July 25, 2016

The 2016 recipients of the Poynter international fact-checking fellowship are Cristina Tardáguila, director of Brazilian fact-checking agency Lupa and Pablo Martín Fernández, director of editorial innovation of the Argentinian fact-checking website Chequeado.

The fellowships were organized by Poynter’s International Fact-Checking Network and launched this year with support from the Shuttleworth Foundation. They cover the fellows’ costs as they spend time embedded with another fact-checking organization anywhere else in the world for a couple of weeks.

More and more fact-checking initiatives are launching globally, but they often remain relatively small and prone to premature termination. The aim of the program is to turbocharge the impact of fact-checkers in the organizations involved through a hands-on exchange of best practices.

Tardáguila’s fellowship will take her to Madrid, where she will spend three weeks embedded with El Objetivo, a Spanish TV show with a highly produced fact-checking segment.

“This fellowship is an amazing opportunity to overcome a few obstacles we have found as a team consisting entirely of print journalists,” Tardáguila says. “In a country like Brazil, where literacy rates are still relatively low, fact-checking must get to TV in order to be effective.” She hopes the fellowship will help Lupa assert fact-checking as an engaging format in the Brazilian television context.

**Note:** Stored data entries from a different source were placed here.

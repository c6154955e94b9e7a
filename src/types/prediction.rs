//! Prediction result data structures

use serde::{Deserialize, Serialize};

/// Where the confidence percentage came from
#[derive(Debug, Clone, Copy, PartialEq, Eq, Serialize, Deserialize)]
#[serde(rename_all = "lowercase")]
pub enum ConfidenceSource {
    /// Positive-class probability reported by the classifier
    Model,
    /// Fixed placeholder used when the classifier has no probability output
    Fallback,
}

/// Verdict for a single submission. Never persisted.
#[derive(Debug, Clone, Copy, PartialEq, Serialize, Deserialize)]
pub struct PredictionResult {
    /// True when the student is predicted to be placed
    pub label: bool,
    /// Placement probability as a percentage (0.0 - 100.0)
    pub probability_percent: f64,
    /// Origin of `probability_percent`
    pub source: ConfidenceSource,
}

impl PredictionResult {
    /// Headline shown in the verdict block
    pub fn headline(&self) -> &'static str {
        if self.label {
            "LIKELY TO BE PLACED"
        } else {
            "NEEDS IMPROVEMENT"
        }
    }

    /// Explanatory sentence shown under the headline
    pub fn summary(&self) -> &'static str {
        if self.label {
            "Based on the provided academic profile, the student has a high probability of securing a placement."
        } else {
            "The student may need to focus on improving certain areas to increase placement chances."
        }
    }
}

#[cfg(test)]
mod tests {
    use super::*;

    #[test]
    fn test_verdict_copy() {
        let placed = PredictionResult {
            label: true,
            probability_percent: 91.0,
            source: ConfidenceSource::Model,
        };
        assert_eq!(placed.headline(), "LIKELY TO BE PLACED");

        let not_placed = PredictionResult {
            label: false,
            probability_percent: 25.0,
            source: ConfidenceSource::Fallback,
        };
        assert_eq!(not_placed.headline(), "NEEDS IMPROVEMENT");
    }

    #[test]
    fn test_serialization() {
        let result = PredictionResult {
            label: true,
            probability_percent: 85.0,
            source: ConfidenceSource::Fallback,
        };

        let json = serde_json::to_string(&result).unwrap();
        assert!(json.contains("\"source\":\"fallback\""));
        let deserialized: PredictionResult = serde_json::from_str(&json).unwrap();
        assert_eq!(deserialized, result);
    }
}
//! Student Placement Predictor - Main Entry Point
//!
//! Loads the pre-trained classifier once, then either serves the input form
//! over HTTP or scores a single profile from the command line.

use std::net::SocketAddr;
use std::path::PathBuf;
use std::sync::Arc;

use anyhow::{Context, Result};
use clap::{Parser, Subcommand, ValueEnum};
use placement_predictor::{
    assess,
    config::AppConfig,
    feature_extractor::FeatureExtractor,
    models::{ModelLoader, Predictor},
    server::{run_server, AppState},
    types::profile::{parse_toggle, StudentProfile},
};
use tracing::info;

#[derive(Parser)]
#[command(
    name = "placement-predictor",
    about = "Predict student placement from six academic and experience attributes."
)]
struct Cli {
    /// Path to the TOML configuration file
    #[arg(long, global = true)]
    config: Option<PathBuf>,

    /// Classifier artifact (.onnx or .json), overrides the configured path
    #[arg(long, global = true)]
    model: Option<PathBuf>,

    #[command(subcommand)]
    command: Commands,
}

#[derive(Subcommand)]
enum Commands {
    /// Serve the prediction form over HTTP
    Serve {
        /// Address to bind to, overrides the configured address
        #[arg(long)]
        bind: Option<SocketAddr>,
    },

    /// Score one profile and print the assessment
    Predict {
        /// IQ score (50-200)
        #[arg(long)]
        iq: u32,

        /// Overall academic performance (0-10)
        #[arg(long)]
        academic_performance: u32,

        /// Previous semester result (0.0-10.0)
        #[arg(long)]
        prev_sem_result: f64,

        /// Communication skills (0-10)
        #[arg(long)]
        communication_skills: u32,

        /// Internship experience: yes or no
        #[arg(long, default_value = "no")]
        internship: String,

        /// Projects completed (0-20)
        #[arg(long)]
        projects_completed: u32,

        /// Output format
        #[arg(long, value_enum, default_value_t = OutputFormat::Summary)]
        format: OutputFormat,
    },
}

#[derive(Clone, Copy, ValueEnum)]
enum OutputFormat {
    Summary,
    Json,
}

#[tokio::main]
async fn main() -> Result<()> {
    let cli = Cli::parse();

    // Load configuration
    let mut config = match &cli.config {
        Some(path) => AppConfig::load_from_path(path)
            .with_context(|| format!("Failed to load configuration from {}", path.display()))?,
        None => AppConfig::load()?,
    };
    config.apply_env_overrides();
    if let Some(path) = cli.model {
        config.model.path = path;
    }

    init_logging(&config)?;

    match cli.command {
        Commands::Serve { bind } => {
            if let Some(bind) = bind {
                config.server.bind = bind;
            }
            let predictor = load_predictor(&config)?;
            run_server(config.server.bind, Arc::new(AppState::new(predictor))).await
        }
        Commands::Predict {
            iq,
            academic_performance,
            prev_sem_result,
            communication_skills,
            internship,
            projects_completed,
            format,
        } => {
            let profile = StudentProfile::new(
                iq,
                academic_performance,
                prev_sem_result,
                communication_skills,
                parse_toggle(&internship)?,
                projects_completed,
            )?;
            let predictor = load_predictor(&config)?;
            print_assessment(&predictor, &profile, format)
        }
    }
}

fn init_logging(config: &AppConfig) -> Result<()> {
    let filter = tracing_subscriber::EnvFilter::from_default_env().add_directive(
        format!("placement_predictor={}", config.logging.level).parse()?,
    );

    // stdout carries `predict` output; logs go to stderr
    let subscriber = tracing_subscriber::fmt()
        .with_env_filter(filter)
        .with_writer(std::io::stderr);
    if config.logging.format == "json" {
        subscriber.json().init();
    } else {
        subscriber.init();
    }
    Ok(())
}

/// Load the artifact before anything else runs; failure names the file.
fn load_predictor(config: &AppConfig) -> Result<Predictor> {
    let model = ModelLoader::with_threads(config.model.onnx_threads)
        .load(&config.model.path)
        .context("Failed to load classifier")?;

    let extractor = FeatureExtractor::new();
    info!(
        path = %model.path.display(),
        format = %model.format,
        features = extractor.feature_count(),
        columns = ?extractor.feature_names(),
        "Model loaded"
    );

    Ok(Predictor::new(model))
}

fn print_assessment(predictor: &Predictor, profile: &StudentProfile, format: OutputFormat) -> Result<()> {
    let assessment = assess(predictor, profile)?;

    match format {
        OutputFormat::Json => {
            println!("{}", serde_json::to_string_pretty(&assessment)?);
        }
        OutputFormat::Summary => {
            let prediction = &assessment.prediction;
            println!("Student Placement Prediction");
            println!("============================");
            println!(
                "Profile:        IQ {} | Academics {} | Prev. semester {:.1} | Communication {} | Internship {} | Projects {}",
                profile.iq(),
                profile.academic_performance(),
                profile.prev_sem_result(),
                profile.communication_skills(),
                profile.internship_label(),
                profile.projects_completed()
            );
            println!("Prediction:     {}", prediction.headline());
            println!("Probability:    {:.1}%", prediction.probability_percent);
            println!("                {}", prediction.summary());

            if !assessment.insights.strengths.is_empty() {
                println!();
                println!("Key Strengths:");
                for bullet in &assessment.insights.strengths {
                    println!("  {} {}", bullet.attribute.icon(), bullet.text);
                }
            }
            if !assessment.insights.weaknesses.is_empty() {
                println!();
                println!("Areas for Improvement:");
                for bullet in &assessment.insights.weaknesses {
                    println!("  {} {}", bullet.attribute.icon(), bullet.text);
                }
            }

            println!();
            println!("Recommendations:");
            for (i, recommendation) in assessment.insights.recommendations.iter().enumerate() {
                println!("  {}. {}", i + 1, recommendation);
            }
        }
    }
    Ok(())
}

Chequeado’s Fernández will spend a week in London, embedded with U.K. fact-checking website Full Fact. There he will work closely with Full Fact’s team on the two organizations’ plans to automate parts of their fact-checking process.

“Both teams are currently working on this, and we are really happy of being able to work together with the goal of enhancing not only our workflows but those of a lot of fact-checkers worldwide.”

Fernández says that the Chequeado/Full Fact collaboration will lead at least to the creation of an automated tool that will help fact-checkers find and select claims to fact-check in English and Spanish, building off discussions held at the Tech & Check conference in March. The two also have plans to automate more parts of the process.

Once built, these tools would also be available to other fact-checking organizations worldwide.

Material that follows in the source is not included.